_Exercise requirements_.
From the records below, print exactly the lines starting at the one containing "#[derive(Debug, Clone, Copy, Serialize)]" and ending at the one containing "and nowhere else.", ends included, and nothing else.

_Material shown_.
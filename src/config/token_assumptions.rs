use crate::prelude::*;

/// Average token counts per prompt, per phase.
///
/// Assumptions: a ~35 word user prompt and a ~400 word answer, at roughly
/// 1.3 tokens per word. Pass 2 input is the pass 1 response plus the
/// extraction prompt; pass 2 output is the structured mentions JSON.
#[derive(Debug, Clone, Copy, Serialize)]
pub struct TokenAssumptions {
    pub pass1_input: u32,
    pub pass1_output: u32,
    pub pass2_input: u32,
    pub pass2_output: u32,
}

pub const AVG_TOKENS: TokenAssumptions = TokenAssumptions {
    pass1_input: 50,
    pass1_output: 500,
    pass2_input: 600,
    pass2_output: 100,
};
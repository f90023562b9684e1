use crate::cli::AccountingPeriod;
use crate::error::Error;
use crate::prelude::*;

/// One refresh cadence and how many runs it produces per accounting period.
///
/// The multiplier is opaque to the engine: whether "weekly" means 4 or 52
/// is decided here, by the period's table, and nowhere else.
#[derive(Debug, PartialEq, Serialize)]
pub struct FrequencyDefinition {
    pub key: &'static str,
    pub label: &'static str,
    pub runs_per_period: u32,
}

pub static MONTH_BASE: &[FrequencyDefinition] = &[
    FrequencyDefinition {
        key: "daily",
        label: "Daily",
        runs_per_period: 30,
    },
    FrequencyDefinition {
        key: "weekly",
        label: "Weekly",
        runs_per_period: 4,
    },
    FrequencyDefinition {
        key: "monthly",
        label: "Monthly",
        runs_per_period: 1,
    },
];

pub static YEAR_BASE: &[FrequencyDefinition] = &[
    FrequencyDefinition {
        key: "daily",
        label: "Daily",
        runs_per_period: 365,
    },
    FrequencyDefinition {
        key: "weekly",
        label: "Weekly",
        runs_per_period: 52,
    },
    FrequencyDefinition {
        key: "monthly",
        label: "Monthly",
        runs_per_period: 12,
    },
];

/// Resolves a cadence key against the table for the given period.
pub fn lookup(
    period: AccountingPeriod,
    key: &str,
) -> Result<&'static FrequencyDefinition, Error> {
    let table = match period {
        AccountingPeriod::Month => MONTH_BASE,
        AccountingPeriod::Year => YEAR_BASE,
    };

    table
        .iter()
        .find(|frequency| frequency.key == key)
        .ok_or_else(|| Error::UnknownFrequency(key.to_owned()))
}

#[cfg(test)]
mod tests {
    use super::*;

    #[test]
    fn month_base_multipliers() {
        assert_eq!(
            lookup(AccountingPeriod::Month, "daily").unwrap().runs_per_period,
            30
        );
        assert_eq!(
            lookup(AccountingPeriod::Month, "weekly").unwrap().runs_per_period,
            4
        );
        assert_eq!(
            lookup(AccountingPeriod::Month, "monthly").unwrap().runs_per_period,
            1
        );
    }

    #[test]
    fn year_base_multipliers() {
        assert_eq!(
            lookup(AccountingPeriod::Year, "daily").unwrap().runs_per_period,
            365
        );
        assert_eq!(
            lookup(AccountingPeriod::Year, "weekly").unwrap().runs_per_period,
            52
        );
        assert_eq!(
            lookup(AccountingPeriod::Year, "monthly").unwrap().runs_per_period,
            12
        );
    }

    #[test]
    fn lookup_rejects_unknown_key() {
        let error = lookup(AccountingPeriod::Month, "hourly").unwrap_err();

        assert!(matches!(error, Error::UnknownFrequency(key) if key == "hourly"));
    }

    #[test]
    fn multipliers_are_positive() {
        for frequency in MONTH_BASE.iter().chain(YEAR_BASE) {
            assert!(frequency.runs_per_period > 0, "{}", frequency.key);
        }
    }
}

_Exercise output_.
#[derive(Debug, Clone, Copy, Serialize)]
pub struct TokenAssumptions {
    pub pass1_input: u32,
    pub pass1_output: u32,
    pub pass2_input: u32,
    pub pass2_output: u32,
}

pub const AVG_TOKENS: TokenAssumptions = TokenAssumptions {
    pass1_input: 50,
    pass1_output: 500,
    pass2_input: 600,
    pass2_output: 100,
};
repository f90023562b9684e1
use crate::cli::AccountingPeriod;
use crate::error::Error;
use crate::prelude::*;

/// One refresh cadence and how many runs it produces per accounting period.
///
/// The multiplier is opaque to the engine: whether "weekly" means 4 or 52
/// is decided here, by the period's table, and nowhere else.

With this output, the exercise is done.